Some entries follow. Reproduce exactly the lines starting at the one with "rpc_type, from, e);" and stopping after the one with "match self.socket.send_to(&data, from).await".
=======
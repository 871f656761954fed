use log::{debug, info, warn};
use std::collections::HashSet;
use std::net::SocketAddr;
use std::sync::Arc;
use std::time::Duration;
use tokio::net::UdpSocket;
use tokio::sync::Mutex;
use tokio::time::timeout;

use crate::network::connection::{PendingRequests, Reply};
use crate::network::dht::{AddContact, Contact, Message, NodeId, Payload, RpcType};
use crate::network::messaging::{NodeHandle, RpcHandler};
use crate::utils::{KademliaError, MetricsCollector, Result};

/// Deadline for a single request/reply exchange.
pub const DEFAULT_RPC_TIMEOUT: Duration = Duration::from_secs(10);

const MAX_DATAGRAM_SIZE: usize = 65535;

/// Largest encoded message that fits in one UDP datagram over IPv4.
pub const MAX_MESSAGE_SIZE: usize = 65507;

/// Upper bound on eviction pings running at once.
pub const MAX_EVICTION_PINGS: usize = 16;

/// Client and server side of the RPC protocol over one UDP socket.
///
/// Outbound requests register their correlation id before sending, and the
/// receive loop in [`Transport::serve`] hands every `OK` datagram to the
/// request waiting on that id. Everything else is treated as an inbound
/// request and answered from a separate task.
pub struct Transport {
    socket: Arc<UdpSocket>,
    local_addr: SocketAddr,
    pending: PendingRequests,
    node: Arc<dyn NodeHandle>,
    handler: RpcHandler,
    rpc_timeout: Duration,
    metrics: MetricsCollector,
    /// Ids of bucket members currently being pinged before eviction.
    evictions: Mutex<HashSet<NodeId>>,
}

impl Transport {
    pub fn new(socket: UdpSocket, node: Arc<dyn NodeHandle>, rpc_timeout: Duration) -> Result<Self> {
        let local_addr = socket.local_addr()?;
        Ok(Self {
            socket: Arc::new(socket),
            local_addr,
            pending: PendingRequests::default(),
            handler: RpcHandler::new(node.clone()),
            node,
            rpc_timeout,
            metrics: MetricsCollector::new(),
            evictions: Mutex::new(HashSet::new()),
        })
    }

    pub fn local_addr(&self) -> SocketAddr {
        self.local_addr
    }

    pub fn rpc_timeout(&self) -> Duration {
        self.rpc_timeout
    }

    pub fn metrics(&self) -> &MetricsCollector {
        &self.metrics
    }

    /// Build a request for `contact` and wait for its validated reply.
    pub async fn send_request(
        &self,
        contact: &Contact,
        rpc_type: RpcType,
        sender_id: NodeId,
        target_id: Option<NodeId>,
        payload: Payload,
    ) -> Result<Message> {
        let request = Message::new(rpc_type, sender_id, target_id, payload);
        self.request_address(contact.address, request).await
    }

    /// Encode a message, refusing anything that cannot go out as a single
    /// datagram.
    pub fn encode(message: &Message) -> Result<Vec<u8>> {
        let data = message.serialize()?;
        if data.len() > MAX_MESSAGE_SIZE {
            return Err(KademliaError::MessageTooLarge(data.len()));
        }
        Ok(data)
    }

    /// Send an already built request to `addr` and wait for its reply.
    pub async fn request_address(&self, addr: SocketAddr, request: Message) -> Result<Message> {
        let data = Self::encode(&request)?;
        let receiver = self.pending.register(&request.id, addr).await?;

        debug!("Sending {} {} to {}", request.rpc_type, request.id, addr);
        self.metrics.record_request_sent().await;

        if let Err(e) = self.socket.send_to(&data, addr).await {
            self.pending.remove(&request.id).await;
            self.metrics.record_rpc_failure().await;
            return Err(KademliaError::Transport(format!(
                "Failed to send to {}: {}",
                addr, e
            )));
        }

        let result = match timeout(self.rpc_timeout, receiver).await {
            Ok(Ok(reply)) => Self::check_reply(&request, addr, &reply),
            Ok(Err(_)) => Err(KademliaError::Transport(format!(
                "Reply channel for {} closed",
                request.id
            ))),
            Err(_) => {
                self.pending.remove(&request.id).await;
                Err(KademliaError::Transport(format!(
                    "{} to {} timed out after {:?}",
                    request.rpc_type, addr, self.rpc_timeout
                )))
            }
        };

        match &result {
            Ok(_) => self.metrics.record_reply_received().await,
            Err(e) => {
                debug!("{} {} to {} failed: {}", request.rpc_type, request.id, addr, e);
                self.metrics.record_rpc_failure().await;
            }
        }
        result
    }

    /// Validate a routed reply against the request it answers.
    pub fn check_reply(request: &Message, sent_to: SocketAddr, reply: &Reply) -> Result<Message> {
        if reply.data.is_empty() {
            return Err(KademliaError::EmptyReply);
        }
        if reply.from != sent_to {
            return Err(KademliaError::AddressMismatch {
                sent: sent_to,
                received: reply.from,
            });
        }

        let message = Message::deserialize(&reply.data)?;
        if message.id != request.id {
            return Err(KademliaError::IdMismatch {
                expected: request.id.clone(),
                actual: message.id,
            });
        }
        Ok(message)
    }

    pub async fn send_ping(
        &self,
        contact: Option<&Contact>,
        sender: Option<&Contact>,
    ) -> Result<Message> {
        let (contact, sender) = Self::require(contact, sender)?;
        self.send_request(
            contact,
            RpcType::Ping,
            sender.id,
            Some(contact.id),
            Payload::default(),
        )
        .await
    }

    pub async fn send_find_node(
        &self,
        contact: Option<&Contact>,
        sender: Option<&Contact>,
        target: &NodeId,
    ) -> Result<Message> {
        let (contact, sender) = Self::require(contact, sender)?;
        self.send_request(
            contact,
            RpcType::FindNode,
            sender.id,
            Some(*target),
            Payload::default(),
        )
        .await
    }

    pub async fn send_find_value(
        &self,
        contact: Option<&Contact>,
        sender: Option<&Contact>,
        key: &str,
    ) -> Result<Message> {
        let (contact, sender) = Self::require(contact, sender)?;
        let target = NodeId::from_hex(key)?;
        self.send_request(
            contact,
            RpcType::FindValue,
            sender.id,
            Some(target),
            Payload::key(key),
        )
        .await
    }

    pub async fn send_store(
        &self,
        contact: Option<&Contact>,
        sender: Option<&Contact>,
        key: &str,
        value: &str,
    ) -> Result<Message> {
        let (contact, sender) = Self::require(contact, sender)?;
        let target = NodeId::from_hex(key)?;
        self.send_request(
            contact,
            RpcType::Store,
            sender.id,
            Some(target),
            Payload::key_value(key, value),
        )
        .await
    }

    fn require<'a>(
        contact: Option<&'a Contact>,
        sender: Option<&'a Contact>,
    ) -> Result<(&'a Contact, &'a Contact)> {
        let contact = contact.ok_or(KademliaError::MissingContact("contact"))?;
        let sender = sender.ok_or(KademliaError::MissingContact("sender"))?;
        Ok((contact, sender))
    }

    /// Add a contact we just heard from. When its bucket is full the
    /// least-recently-seen member is pinged in the background and only
    /// replaced if it does not answer.
    ///
    /// At most one ping per member and [`MAX_EVICTION_PINGS`] in total are
    /// in flight; a newcomer arriving while its bucket is already being
    /// checked is dropped.
    pub async fn admit_contact(self: &Arc<Self>, contact: Contact) {
        let least_recent = match self.node.add_contact(contact.clone()).await {
            AddContact::BucketFull { least_recent } => least_recent,
            _ => return,
        };

        {
            let mut evictions = self.evictions.lock().await;
            if evictions.contains(&least_recent.id) {
                debug!("{} is already being checked, dropping {}", least_recent, contact);
                return;
            }
            if evictions.len() >= MAX_EVICTION_PINGS {
                debug!("{} eviction checks running, dropping {}", evictions.len(), contact);
                return;
            }
            evictions.insert(least_recent.id);
        }

        let transport = Arc::clone(self);
        tokio::spawn(async move {
            transport.settle_full_bucket(&least_recent, contact).await;
            transport.evictions.lock().await.remove(&least_recent.id);
        });
    }

    async fn settle_full_bucket(&self, stale: &Contact, fresh: Contact) {
        let me = self.node.me();
        let alive = match self.send_ping(Some(stale), Some(&me)).await {
            Ok(_) => true,
            Err(e) if e.is_peer_failure() => false,
            Err(e) => {
                debug!("Could not check {}, keeping it: {}", stale, e);
                return;
            }
        };

        let fresh_desc = fresh.to_string();
        if self.node.replace_or_ignore(stale, fresh, alive).await {
            debug!("Evicted {} in favour of {}", stale, fresh_desc);
        }
    }

    pub async fn evictions_in_flight(&self) -> usize {
        self.evictions.lock().await.len()
    }

    /// Receive loop. Runs until the task is aborted; a bad datagram or a
    /// socket error never ends it.
    pub async fn serve(self: Arc<Self>) {
        let mut buf = vec![0u8; MAX_DATAGRAM_SIZE];
        info!("Listening on {}", self.local_addr);

        loop {
            let (len, from) = match self.socket.recv_from(&mut buf).await {
                Ok(received) => received,
                Err(e) => {
                    warn!("Receive error on {}: {}", self.local_addr, e);
                    continue;
                }
            };

            if len == 0 {
                if self.pending.fail_from(from).await == 0 {
                    self.metrics.record_datagram_dropped().await;
                }
                continue;
            }

            let data = buf[..len].to_vec();
            let message = match Message::deserialize(&data) {
                Ok(message) => message,
                Err(e) => {
                    warn!("Dropping datagram from {}: {}", from, e);
                    self.metrics.record_datagram_dropped().await;
                    continue;
                }
            };

            if message.rpc_type == RpcType::Ok {
                let id = message.id;
                if !self.pending.complete(&id, Reply { from, data }).await {
                    debug!("Dropping uncorrelated reply {} from {}", id, from);
                    self.metrics.record_datagram_dropped().await;
                }
                continue;
            }

            let transport = Arc::clone(&self);
            tokio::spawn(async move {
                transport.answer(message, from).await;
            });
        }
    }

    async fn answer(self: Arc<Self>, request: Message, from: SocketAddr) {
        let sender = Contact::new(request.sender_id, from);
        let rpc_type = request.rpc_type;

        let reply = match self.handler.handle_request(request).await {
            Ok(reply) => reply,
            Err(e) => {
                warn!("Rejected {} from {}: {}", rpc_type, from, e);
                self.metrics.record_request_rejected().await;
                return;
            }
        };

        self.admit_contact(sender).await;

        let data = match Self::encode(&reply) {
            Ok(data) => data,
            Err(e) => {
                warn!("Could not encode reply to {}: {}", from, e);
                return;
            }
        };
        match self.socket.send_to(&data, from).await {
            Ok(_) => self.metrics.record_request_served().await,
            Err(e) => warn!("Failed to reply to {}: {}", from, e),
        }
    }
}
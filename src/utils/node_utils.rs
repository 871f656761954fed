use crate::utils::{KademliaError, Result};
use log::{debug, warn};
use socket2::{Domain, Protocol, Socket, Type};
use std::net::SocketAddr;
use tokio::net::UdpSocket;

/// Receive buffer requested for the DHT socket; bursts of lookup replies
/// arrive together when alpha > 1.
const RECV_BUFFER_SIZE: usize = 256 * 1024;

pub struct NodeUtils;

impl NodeUtils {
    /// Bind the node's UDP socket with SO_REUSEADDR and an enlarged receive buffer.
    pub fn bind_udp(addr: SocketAddr) -> Result<UdpSocket> {
        let domain = if addr.is_ipv4() {
            Domain::IPV4
        } else {
            Domain::IPV6
        };
        let socket = Socket::new(domain, Type::DGRAM, Some(Protocol::UDP))
            .map_err(|e| KademliaError::Transport(format!("Failed to create socket: {}", e)))?;

        socket.set_reuse_address(true).map_err(|e| {
            KademliaError::Transport(format!("Failed to set reuse_address: {}", e))
        })?;

        if let Err(e) = socket.set_recv_buffer_size(RECV_BUFFER_SIZE) {
            warn!("Could not enlarge UDP receive buffer: {}", e);
        }

        socket
            .bind(&addr.into())
            .map_err(|e| KademliaError::Transport(format!("Failed to bind to {}: {}", addr, e)))?;

        socket.set_nonblocking(true).map_err(|e| {
            KademliaError::Transport(format!("Failed to set nonblocking: {}", e))
        })?;

        let std_socket: std::net::UdpSocket = socket.into();
        UdpSocket::from_std(std_socket).map_err(|e| {
            KademliaError::Transport(format!("Failed to convert to tokio socket: {}", e))
        })
    }

    /// Resolve `host:port` to the first IPv4 address (the DHT socket is IPv4
    /// unless bound otherwise), falling back to whatever resolves first.
    pub async fn resolve_address(address: &str) -> Result<SocketAddr> {
        let addrs: Vec<SocketAddr> = tokio::net::lookup_host(address)
            .await
            .map_err(|e| KademliaError::Transport(format!("Failed to resolve {}: {}", address, e)))?
            .collect();

        let chosen = addrs
            .iter()
            .find(|a| a.is_ipv4())
            .or_else(|| addrs.first())
            .copied()
            .ok_or_else(|| {
                KademliaError::Transport(format!("{} did not resolve to any address", address))
            })?;

        debug!("Resolved {} to {}", address, chosen);
        Ok(chosen)
    }
}
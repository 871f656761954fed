use serde::{Deserialize, Serialize};
use std::cmp::Ordering;
use std::fmt;
use std::net::SocketAddr;

use super::node_id::NodeId;

/// A peer in the DHT network.
///
/// Identity is the `id` alone: the address may change and `distance` is a
/// scratch value relative to whatever target was last passed to
/// [`Contact::calc_distance`].
#[derive(Clone, Serialize, Deserialize)]
pub struct Contact {
    pub id: NodeId,
    pub address: SocketAddr,
    #[serde(skip)]
    pub distance: Option<NodeId>,
}

impl Contact {
    /// Create a new contact
    pub fn new(id: NodeId, address: SocketAddr) -> Self {
        Self {
            id,
            address,
            distance: None,
        }
    }

    /// Compute and remember the distance from this contact to `target`
    pub fn calc_distance(&mut self, target: &NodeId) {
        self.distance = Some(self.id.distance(target));
    }

    /// Same contact with its distance to `target` filled in
    pub fn with_distance(mut self, target: &NodeId) -> Self {
        self.calc_distance(target);
        self
    }

    /// Compare by previously computed distance. Only meaningful when both
    /// distances were computed against the same target.
    pub fn cmp_distance(&self, other: &Contact) -> Ordering {
        self.distance.cmp(&other.distance)
    }

    pub fn less_than(&self, other: &Contact) -> bool {
        self.cmp_distance(other) == Ordering::Less
    }
}

impl PartialEq for Contact {
    fn eq(&self, other: &Self) -> bool {
        self.id == other.id
    }
}

impl Eq for Contact {}

impl fmt::Debug for Contact {
    fn fmt(&self, f: &mut fmt::Formatter<'_>) -> fmt::Result {
        write!(f, "Contact({:?} @ {})", self.id, self.address)
    }
}

impl fmt::Display for Contact {
    fn fmt(&self, f: &mut fmt::Formatter<'_>) -> fmt::Result {
        write!(f, "{}@{}", self.id, self.address)
    }
}
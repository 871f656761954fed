pub mod config;
pub mod node;
pub mod state;

pub use config::Config;
pub use node::{Node, NodeInfo, NodeStatus};
pub use state::DhtState;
=======
## ANSWER SPACE
                warn!("Rejected {} from {}: {}", rpc_type, from, e);
                self.metrics.record_request_rejected().await;
                return;
            }
        };

        self.admit_contact(sender).await;

        let data = match Self::encode(&reply) {
            Ok(data) => data,
            Err(e) => {
                warn!("Could not encode reply to {}: {}", from, e);
                return;
            }
        };
        match self.socket.send_to(&data, from).await {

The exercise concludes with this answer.